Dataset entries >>
use std::num::NonZeroU32;
use std::process::ExitCode;
use std::rc::Rc;
use std::time::Instant;

use tracing::{error, info};
use winit::application::ApplicationHandler;
use winit::dpi::LogicalSize;
use winit::event::{ElementState, KeyEvent, WindowEvent};
use winit::event_loop::{ActiveEventLoop, ControlFlow, EventLoop};
use winit::window::{CursorIcon, Window, WindowId};

use crate::canvas::FrameBuffer;
use crate::config::Config;
use crate::editor::Editor;
use crate::error::InitError;
use crate::input::{InputEvent, winit_input};
use crate::scaler::{ScaleLut, blit_nearest_stretch, build_scale_lut};
use crate::tools::{CursorKind, CursorState};

mod canvas;
mod config;
mod editor;
mod error;
mod export;
mod glyphs;
mod grid;
mod input;
mod plan;
mod renderer;
mod scaler;
mod status;
mod things;
mod tools;
mod walls;

struct App {
    window: Option<Rc<Window>>,
    surface: Option<softbuffer::Surface<Rc<Window>, Rc<Window>>>,
    editor: Editor,

    // Fixed-size plan canvas, stretched to whatever the window is
    canvas: FrameBuffer,
    scale_lut: ScaleLut,

    started: Instant,
    next_frame: Instant,
    applied_cursor: Option<CursorState>,
    init_error: Option<InitError>,
}

impl App {
    fn new(config: &Config) -> Self {
        let (w, h) = config.canvas_size();
        Self {
            window: None,
            surface: None,
            editor: Editor::new(config),
            canvas: FrameBuffer::new(w, h),
            scale_lut: ScaleLut::empty(),
            started: Instant::now(),
            next_frame: Instant::now(),
            applied_cursor: None,
            init_error: None,
        }
    }

    fn open_window(&mut self, event_loop: &ActiveEventLoop) -> Result<(), InitError> {
        info!("Opening window.");
        let attributes = Window::default_attributes()
            .with_title("_BASILISK_")
            .with_inner_size(LogicalSize::new(
                self.canvas.width as f64,
                self.canvas.height as f64,
            ));
        let window = Rc::new(event_loop.create_window(attributes)?);

        info!("Creating framebuffer surface.");
        let context = softbuffer::Context::new(window.clone())?;
        let surface = softbuffer::Surface::new(&context, window.clone())?;

        let size = window.inner_size();
        self.rebuild_lut(size.width as usize, size.height as usize);
        self.surface = Some(surface);
        self.window = Some(window);
        Ok(())
    }

    fn rebuild_lut(&mut self, dw: usize, dh: usize) {
        self.scale_lut = build_scale_lut(dw, dh, self.canvas.width, self.canvas.height);
    }

    fn redraw(&mut self) -> Result<(), softbuffer::SoftBufferError> {
        let (window, surface) = match (&self.window, &mut self.surface) {
            (Some(w), Some(s)) => (w, s),
            _ => return Ok(()),
        };

        let size = window.inner_size();
        let (Some(width), Some(height)) = (NonZeroU32::new(size.width), NonZeroU32::new(size.height))
        else {
            return Ok(()); // Minimized window, skip drawing
        };
        let (dw, dh) = (size.width as usize, size.height as usize);
        surface.resize(width, height)?;
        if !self.scale_lut.matches(dw, dh) {
            self.scale_lut = build_scale_lut(dw, dh, self.canvas.width, self.canvas.height);
        }

        let ticks = self.started.elapsed().as_millis() as u64;
        self.editor.draw(&mut self.canvas, ticks);

        let mut buf = surface.buffer_mut()?;
        blit_nearest_stretch(&mut buf, dw, &self.canvas.pixels, self.canvas.width, &self.scale_lut);
        buf.present()
    }

    fn apply_cursor(&mut self) {
        let Some(window) = &self.window else {
            return;
        };
        let wanted = self.editor.cursor;
        if self.applied_cursor == Some(wanted) {
            return;
        }
        window.set_cursor(match wanted.kind {
            CursorKind::Arrow => CursorIcon::Default,
            CursorKind::Text => CursorIcon::Text,
        });
        window.set_cursor_visible(wanted.visible);
        self.applied_cursor = Some(wanted);
    }

    fn translate(&self, event: &WindowEvent) -> Option<InputEvent> {
        match event {
            WindowEvent::CloseRequested => Some(InputEvent::Quit),
            WindowEvent::KeyboardInput {
                event:
                    KeyEvent {
                        logical_key,
                        state: ElementState::Pressed,
                        ..
                    },
                ..
            } => winit_input::key(logical_key).map(InputEvent::Key),
            WindowEvent::MouseInput {
                state: ElementState::Pressed,
                button,
                ..
            } => winit_input::button(*button).map(InputEvent::MouseDown),
            WindowEvent::CursorMoved { position, .. } => {
                let [x, y] = self.scale_lut.window_to_canvas(position.x, position.y);
                Some(InputEvent::MouseMove { x, y })
            }
            WindowEvent::Focused(focused) => Some(InputEvent::Focus(*focused)),
            WindowEvent::Occluded(hidden) => Some(InputEvent::Occluded(*hidden)),
            _ => None,
        }
    }
}

impl ApplicationHandler for App {
    fn resumed(&mut self, event_loop: &ActiveEventLoop) {
        if self.window.is_some() {
            return;
        }
        if let Err(e) = self.open_window(event_loop) {
            self.init_error = Some(e);
            event_loop.exit();
            return;
        }
        self.apply_cursor();
        info!("All okay.");
    }

    fn window_event(&mut self, event_loop: &ActiveEventLoop, id: WindowId, event: WindowEvent) {
        if self.window.as_ref().is_none_or(|w| w.id() != id) {
            return;
        }
        match event {
            WindowEvent::RedrawRequested => {
                if let Err(e) = self.redraw() {
                    error!("frame dropped: {e}");
                }
            }
            WindowEvent::Resized(new_size) => {
                self.rebuild_lut(new_size.width as usize, new_size.height as usize);
            }
            other => {
                if let Some(input) = self.translate(&other) {
                    self.editor.handle(input);
                }
                if !self.editor.is_running() {
                    event_loop.exit();
                }
            }
        }
    }

    fn about_to_wait(&mut self, event_loop: &ActiveEventLoop) {
        self.apply_cursor();

        // All pending events are handled; draw once the frame delay is up.
        let now = Instant::now();
        if now >= self.next_frame {
            if let Some(window) = &self.window {
                window.request_redraw();
            }
            self.next_frame = now + self.editor.end_frame();
        }
        event_loop.set_control_flow(ControlFlow::WaitUntil(self.next_frame));
    }

    fn exiting(&mut self, _event_loop: &ActiveEventLoop) {
        if self.init_error.is_none() {
            info!("Freeing memory now.");
            self.editor.shutdown();
        }
    }
}

fn run(config: &Config) -> Result<(), InitError> {
    let event_loop = EventLoop::new()?;
    event_loop.set_control_flow(ControlFlow::Wait);

    let mut app = App::new(config);
    event_loop.run_app(&mut app)?;
    match app.init_error.take() {
        Some(e) => Err(e),
        None => Ok(()),
    }
}

fn main() -> ExitCode {
    tracing_subscriber::fmt()
        .with_env_filter(std::env::var("RUST_LOG").unwrap_or_else(|_| "info,basilisk=debug".into()))
        .init();

    let config = Config::from_env();
    info!(
        version = env!("CARGO_PKG_VERSION"),
        cell_scale = config.cell_scale,
        columns = config.columns,
        rows = config.rows,
        "This is Basilisk"
    );

    match run(&config) {
        Ok(()) => ExitCode::SUCCESS,
        Err(e) => {
            error!("{e}");
            ExitCode::FAILURE
        }
    }
}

WORK REQUEST >> Would you set the entries down again, exactly as they were written?

SOLUTION >>
use std::num::NonZeroU32;
use std::process::ExitCode;
use std::rc::Rc;
use std::time::Instant;

use tracing::{error, info};
use winit::application::ApplicationHandler;
use winit::dpi::LogicalSize;
use winit::event::{ElementState, KeyEvent, WindowEvent};
use winit::event_loop::{ActiveEventLoop, ControlFlow, EventLoop};
use winit::window::{CursorIcon, Window, WindowId};

use crate::canvas::FrameBuffer;
use crate::config::Config;
use crate::editor::Editor;
use crate::error::InitError;
use crate::input::{InputEvent, winit_input};
use crate::scaler::{ScaleLut, blit_nearest_stretch, build_scale_lut};
use crate::tools::{CursorKind, CursorState};

mod canvas;
mod config;
mod editor;
mod error;
mod export;
mod glyphs;
mod grid;
mod input;
mod plan;
mod renderer;
mod scaler;
mod status;
mod things;
mod tools;
mod walls;

struct App {
    window: Option<Rc<Window>>,
    surface: Option<softbuffer::Surface<Rc<Window>, Rc<Window>>>,
    editor: Editor,

    // Fixed-size plan canvas, stretched to whatever the window is
    canvas: FrameBuffer,
    scale_lut: ScaleLut,

    started: Instant,
    next_frame: Instant,
    applied_cursor: Option<CursorState>,
    init_error: Option<InitError>,
}

impl App {
    fn new(config: &Config) -> Self {
        let (w, h) = config.canvas_size();
        Self {
            window: None,
            surface: None,
            editor: Editor::new(config),
            canvas: FrameBuffer::new(w, h),
            scale_lut: ScaleLut::empty(),
            started: Instant::now(),
            next_frame: Instant::now(),
            applied_cursor: None,
            init_error: None,
        }
    }

    fn open_window(&mut self, event_loop: &ActiveEventLoop) -> Result<(), InitError> {
        info!("Opening window.");
        let attributes = Window::default_attributes()
            .with_title("_BASILISK_")
            .with_inner_size(LogicalSize::new(
                self.canvas.width as f64,
                self.canvas.height as f64,
            ));
        let window = Rc::new(event_loop.create_window(attributes)?);

        info!("Creating framebuffer surface.");
        let context = softbuffer::Context::new(window.clone())?;
        let surface = softbuffer::Surface::new(&context, window.clone())?;

        let size = window.inner_size();
        self.rebuild_lut(size.width as usize, size.height as usize);
        self.surface = Some(surface);
        self.window = Some(window);
        Ok(())
    }

    fn rebuild_lut(&mut self, dw: usize, dh: usize) {
        self.scale_lut = build_scale_lut(dw, dh, self.canvas.width, self.canvas.height);
    }

    fn redraw(&mut self) -> Result<(), softbuffer::SoftBufferError> {
        let (window, surface) = match (&self.window, &mut self.surface) {
            (Some(w), Some(s)) => (w, s),
            _ => return Ok(()),
        };

        let size = window.inner_size();
        let (Some(width), Some(height)) = (NonZeroU32::new(size.width), NonZeroU32::new(size.height))
        else {
            return Ok(()); // Minimized window, skip drawing
        };
        let (dw, dh) = (size.width as usize, size.height as usize);
        surface.resize(width, height)?;
        if !self.scale_lut.matches(dw, dh) {
            self.scale_lut = build_scale_lut(dw, dh, self.canvas.width, self.canvas.height);
        }

        let ticks = self.started.elapsed().as_millis() as u64;
        self.editor.draw(&mut self.canvas, ticks);

        let mut buf = surface.buffer_mut()?;
        blit_nearest_stretch(&mut buf, dw, &self.canvas.pixels, self.canvas.width, &self.scale_lut);
        buf.present()
    }

    fn apply_cursor(&mut self) {
        let Some(window) = &self.window else {
            return;
        };
        let wanted = self.editor.cursor;
        if self.applied_cursor == Some(wanted) {
            return;
        }
        window.set_cursor(match wanted.kind {
            CursorKind::Arrow => CursorIcon::Default,
            CursorKind::Text => CursorIcon::Text,
        });
        window.set_cursor_visible(wanted.visible);
        self.applied_cursor = Some(wanted);
    }

    fn translate(&self, event: &WindowEvent) -> Option<InputEvent> {
        match event {
            WindowEvent::CloseRequested => Some(InputEvent::Quit),
            WindowEvent::KeyboardInput {
                event:
                    KeyEvent {
                        logical_key,
                        state: ElementState::Pressed,
                        ..
                    },
                ..
            } => winit_input::key(logical_key).map(InputEvent::Key),
            WindowEvent::MouseInput {
                state: ElementState::Pressed,
                button,
                ..
            } => winit_input::button(*button).map(InputEvent::MouseDown),
            WindowEvent::CursorMoved { position, .. } => {
                let [x, y] = self.scale_lut.window_to_canvas(position.x, position.y);
                Some(InputEvent::MouseMove { x, y })
            }
            WindowEvent::Focused(focused) => Some(InputEvent::Focus(*focused)),
            WindowEvent::Occluded(hidden) => Some(InputEvent::Occluded(*hidden)),
            _ => None,
        }
    }
}

impl ApplicationHandler for App {
    fn resumed(&mut self, event_loop: &ActiveEventLoop) {
        if self.window.is_some() {
            return;
        }
        if let Err(e) = self.open_window(event_loop) {
            self.init_error = Some(e);
            event_loop.exit();
            return;
        }
        self.apply_cursor();
        info!("All okay.");
    }

    fn window_event(&mut self, event_loop: &ActiveEventLoop, id: WindowId, event: WindowEvent) {
        if self.window.as_ref().is_none_or(|w| w.id() != id) {
            return;
        }
        match event {
            WindowEvent::RedrawRequested => {
                if let Err(e) = self.redraw() {
                    error!("frame dropped: {e}");
                }
            }
            WindowEvent::Resized(new_size) => {
                self.rebuild_lut(new_size.width as usize, new_size.height as usize);
            }
            other => {
                if let Some(input) = self.translate(&other) {
                    self.editor.handle(input);
                }
                if !self.editor.is_running() {
                    event_loop.exit();
                }
            }
        }
    }

    fn about_to_wait(&mut self, event_loop: &ActiveEventLoop) {
        self.apply_cursor();

        // All pending events are handled; draw once the frame delay is up.
        let now = Instant::now();
        if now >= self.next_frame {
            if let Some(window) = &self.window {
                window.request_redraw();
            }
            self.next_frame = now + self.editor.end_frame();
        }
        event_loop.set_control_flow(ControlFlow::WaitUntil(self.next_frame));
    }

    fn exiting(&mut self, _event_loop: &ActiveEventLoop) {
        if self.init_error.is_none() {
            info!("Freeing memory now.");
            self.editor.shutdown();
        }
    }
}

fn run(config: &Config) -> Result<(), InitError> {
    let event_loop = EventLoop::new()?;
    event_loop.set_control_flow(ControlFlow::Wait);

    let mut app = App::new(config);
    event_loop.run_app(&mut app)?;
    match app.init_error.take() {
        Some(e) => Err(e),
        None => Ok(()),
    }
}

fn main() -> ExitCode {
    tracing_subscriber::fmt()
        .with_env_filter(std::env::var("RUST_LOG").unwrap_or_else(|_| "info,basilisk=debug".into()))
        .init();

    let config = Config::from_env();
    info!(
        version = env!("CARGO_PKG_VERSION"),
        cell_scale = config.cell_scale,
        columns = config.columns,
        rows = config.rows,
        "This is Basilisk"
    );

    match run(&config) {
        Ok(()) => ExitCode::SUCCESS,
        Err(e) => {
            error!("{e}");
            ExitCode::FAILURE
        }
    }
}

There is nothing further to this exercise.